Shutdown and Dispose

Graceful shutdown is initiated by ShutdownAsync. It uses _quitCts — a CancellationTokenSource shared between StartAsync and all subsystem managers — to signal all internal loops to stop:

public async Task ShutdownAsync()
{
    if (Interlocked.CompareExchange(ref _shutdown, 1, 0) != 0)
        return; // Already shutting down

    // Signal all internal loops to stop
    await _quitCts.CancelAsync();

    // Close listeners to stop accept loops
    _listener?.Close();
    _wsListener?.Close();
    if (_routeManager != null) await _routeManager.DisposeAsync();
    if (_gatewayManager != null) await _gatewayManager.DisposeAsync();
    if (_leafNodeManager != null) await _leafNodeManager.DisposeAsync();
    if (_jetStreamService != null) await _jetStreamService.DisposeAsync();

    // Wait for accept loops to exit, flush and close clients, drain active tasks...
    if (_monitorServer != null) await _monitorServer.DisposeAsync();
    _shutdownComplete.TrySetResult();
}

Lame-duck mode is a two-phase variant initiated by LameDuckShutdownAsync. The _lameDuck field (checked via IsLameDuckMode) is set first, which stops the accept loops from receiving new connections while existing clients are given a grace period (options.LameDuckGracePeriod) to disconnect naturally. After the grace period, remaining clients are stagger-closed over options.LameDuckDuration to avoid a thundering herd of reconnects, then ShutdownAsync completes the teardown.

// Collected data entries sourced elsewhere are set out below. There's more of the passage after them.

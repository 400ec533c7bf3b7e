// SPDX-License-Identifier: PMPL-1.0-or-later
// Copyright (c) 2026 Jonathan D.A. Jewell (hyperpolymath) <jonathan.jewell@open.ac.uk>
//
// Page-range selection for page-indexed operations. Documents at or under a
// ceiling are processed whole; longer ones ask the user which pages to cover.

use pdfwerk_core::PageRange;
use pdfwerk_core::error::{PdfwerkError, Result};
use tracing::{debug, info};

/// Supplies bounded integers from the user. `None` means the user cancelled.
pub trait PromptProvider {
    fn ask_page(&mut self, title: &str, message: &str, min: u32, max: u32) -> Option<u32>;
}

impl<F> PromptProvider for F
where
    F: FnMut(&str, &str, u32, u32) -> Option<u32>,
{
    fn ask_page(&mut self, title: &str, message: &str, min: u32, max: u32) -> Option<u32> {
        self(title, message, min, max)
    }
}

/// Decide which pages an operation covers.
///
/// `activity` completes the sentence "… all pages may take a long time",
/// e.g. `"Exporting"`. Returns [`PdfwerkError::Cancelled`] if either prompt
/// is declined; in that case the caller must not touch any file.
pub fn select_range<P: PromptProvider + ?Sized>(
    page_count: Option<u32>,
    ceiling: u32,
    activity: &str,
    prompt: &mut P,
) -> Result<PageRange> {
    let total = match page_count {
        Some(total) if total > ceiling => total,
        _ => {
            debug!(?page_count, ceiling, "Processing whole document");
            return Ok(PageRange::full(page_count));
        }
    };

    let message = format!(
        "This PDF has {total} pages. {activity} all pages may take a long time.\n\
         Enter the starting and ending pages.\n\nStart page:"
    );
    let start = prompt
        .ask_page("Start Page", &message, 1, total)
        .ok_or(PdfwerkError::Cancelled)?
        .clamp(1, total);

    let message = format!("End page (between {start} and {total}):");
    let end = prompt
        .ask_page("End Page", &message, start, total)
        .ok_or(PdfwerkError::Cancelled)?
        .clamp(start, total);

    info!(start, end, total, "Page range selected");
    PageRange::new(start, Some(end))
}
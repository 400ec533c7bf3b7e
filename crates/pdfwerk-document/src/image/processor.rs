// SPDX-License-Identifier: PMPL-1.0-or-later
// Copyright (c) 2026 Jonathan D.A. Jewell (hyperpolymath) <jonathan.jewell@open.ac.uk>
//
// Image processor: colour-mode normalisation, percentage scaling, and lossy
// JPEG re-encoding. Operates on in-memory images using the `image` crate.

use std::path::Path;

use image::codecs::jpeg::JpegEncoder;
use image::{DynamicImage, ImageFormat, RgbImage};
use pdfwerk_core::error::PdfwerkError;
use tracing::{debug, info, instrument};

/// A JPEG byte stream together with the facts a PDF image XObject needs.
#[derive(Debug, Clone, PartialEq, Eq)]
pub struct EncodedImage {
    pub jpeg: Vec<u8>,
    pub width: u32,
    pub height: u32,
    /// Single-channel (DeviceGray) rather than RGB.
    pub grayscale: bool,
}

/// Image processing pipeline operating on a single in-memory image.
///
/// Transformations consume `self` and return a new `ImageProcessor`, enabling
/// method chaining.
///
/// ```ignore
/// let encoded = ImageProcessor::open("photo.webp")?
///     .normalize_color()
///     .scale_percent(50)
///     .encode_jpeg(75)?;
/// ```
pub struct ImageProcessor {
    /// The current working image.
    image: DynamicImage,
}

impl ImageProcessor {
    // -- Construction ---------------------------------------------------------

    /// Load an image from a file path.
    #[instrument(skip_all, fields(path = %path.as_ref().display()))]
    pub fn open(path: impl AsRef<Path>) -> Result<Self, PdfwerkError> {
        let img = image::open(path.as_ref()).map_err(|err| {
            PdfwerkError::ImageError(format!(
                "failed to open {}: {}",
                path.as_ref().display(),
                err
            ))
        })?;
        debug!(width = img.width(), height = img.height(), "Image loaded");
        Ok(Self { image: img })
    }

    /// Wrap a rendered RGB bitmap.
    pub fn from_rgb(bitmap: RgbImage) -> Self {
        Self {
            image: DynamicImage::ImageRgb8(bitmap),
        }
    }

    // -- Accessors ------------------------------------------------------------

    /// Whether the image holds a single luma channel.
    pub fn is_grayscale(&self) -> bool {
        matches!(self.image, DynamicImage::ImageLuma8(_))
    }

    // -- Transformations ------------------------------------------------------

    /// Reduce the image to a mode JPEG can carry: 8-bit luma stays luma,
    /// everything else (alpha, palette, 16-bit, float) becomes 8-bit RGB.
    pub fn normalize_color(self) -> Self {
        match self.image {
            DynamicImage::ImageLuma8(_) | DynamicImage::ImageRgb8(_) => self,
            DynamicImage::ImageLuma16(_) | DynamicImage::ImageLumaA8(_) => Self {
                image: DynamicImage::ImageLuma8(self.image.to_luma8()),
            },
            other => Self {
                image: DynamicImage::ImageRgb8(other.to_rgb8()),
            },
        }
    }

    /// Scale both dimensions by `percent` (100 = unchanged), never below one
    /// pixel. Uses Lanczos3 filtering.
    #[instrument(skip(self), fields(percent))]
    pub fn scale_percent(self, percent: u32) -> Self {
        if percent == 100 {
            return self;
        }
        let scale = |dim: u32| ((u64::from(dim) * u64::from(percent)) / 100).max(1) as u32;
        let (width, height) = (scale(self.image.width()), scale(self.image.height()));
        info!(
            from_w = self.image.width(),
            from_h = self.image.height(),
            width,
            height,
            "Scaling image"
        );
        let resized =
            self.image
                .resize_exact(width, height, image::imageops::FilterType::Lanczos3);
        Self { image: resized }
    }

    // -- Output ---------------------------------------------------------------

    /// Encode as JPEG at `quality` (1-100), keeping luma images single-channel.
    pub fn encode_jpeg(&self, quality: u8) -> Result<EncodedImage, PdfwerkError> {
        let grayscale = self.is_grayscale();
        let mut buffer = Vec::new();
        let encoder = JpegEncoder::new_with_quality(&mut buffer, quality);
        let encoded = if grayscale {
            self.image.to_luma8().write_with_encoder(encoder)
        } else {
            self.image.to_rgb8().write_with_encoder(encoder)
        };
        encoded.map_err(|err| {
            PdfwerkError::ImageError(format!("JPEG encoding failed: {}", err))
        })?;
        Ok(EncodedImage {
            jpeg: buffer,
            width: self.image.width(),
            height: self.image.height(),
            grayscale,
        })
    }

    /// Write the image as a JPEG file at `quality`.
    pub fn save_jpeg(&self, path: impl AsRef<Path>, quality: u8) -> Result<(), PdfwerkError> {
        let encoded = self.encode_jpeg(quality)?;
        std::fs::write(path.as_ref(), &encoded.jpeg)?;
        Ok(())
    }

    /// Write the image as a PNG file.
    pub fn save_png(&self, path: impl AsRef<Path>) -> Result<(), PdfwerkError> {
        self.image
            .save_with_format(path.as_ref(), ImageFormat::Png)
            .map_err(|err| {
                PdfwerkError::ImageError(format!(
                    "failed to save image to {}: {}",
                    path.as_ref().display(),
                    err
                ))
            })
    }
}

Dispose is a synchronous fallback. If ShutdownAsync has not already run, it blocks on it. It then disposes _quitCts, _tlsRateLimiter, the listener sockets, all subsystem managers (route, gateway, leaf node, JetStream), all connected clients, and all accounts. PosixSignalRegistrations are also disposed, deregistering the signal handlers.

Go Reference

The Go counterpart is golang/nats-server/server/server.go. Key differences in the .NET port:

  • Go uses goroutines for the accept loop and per-client read/write loops; the .NET port uses async/await with Task.
  • Go uses sync/atomic for client ID generation; the .NET port uses Interlocked.Increment.
  • Go passes the server to clients via the srv field on the client struct; the .NET port uses the IMessageRouter interface through the Router property.
  • POSIX signal handlers — SIGTERM/SIGQUIT for shutdown, SIGHUP for config reload, SIGUSR1 for log file reopen, SIGUSR2 for lame-duck mode — are registered in HandleSignals via PosixSignalRegistration.Create. SIGUSR1 and SIGUSR2 are skipped on Windows. Registrations are stored in _signalRegistrations and disposed during Dispose.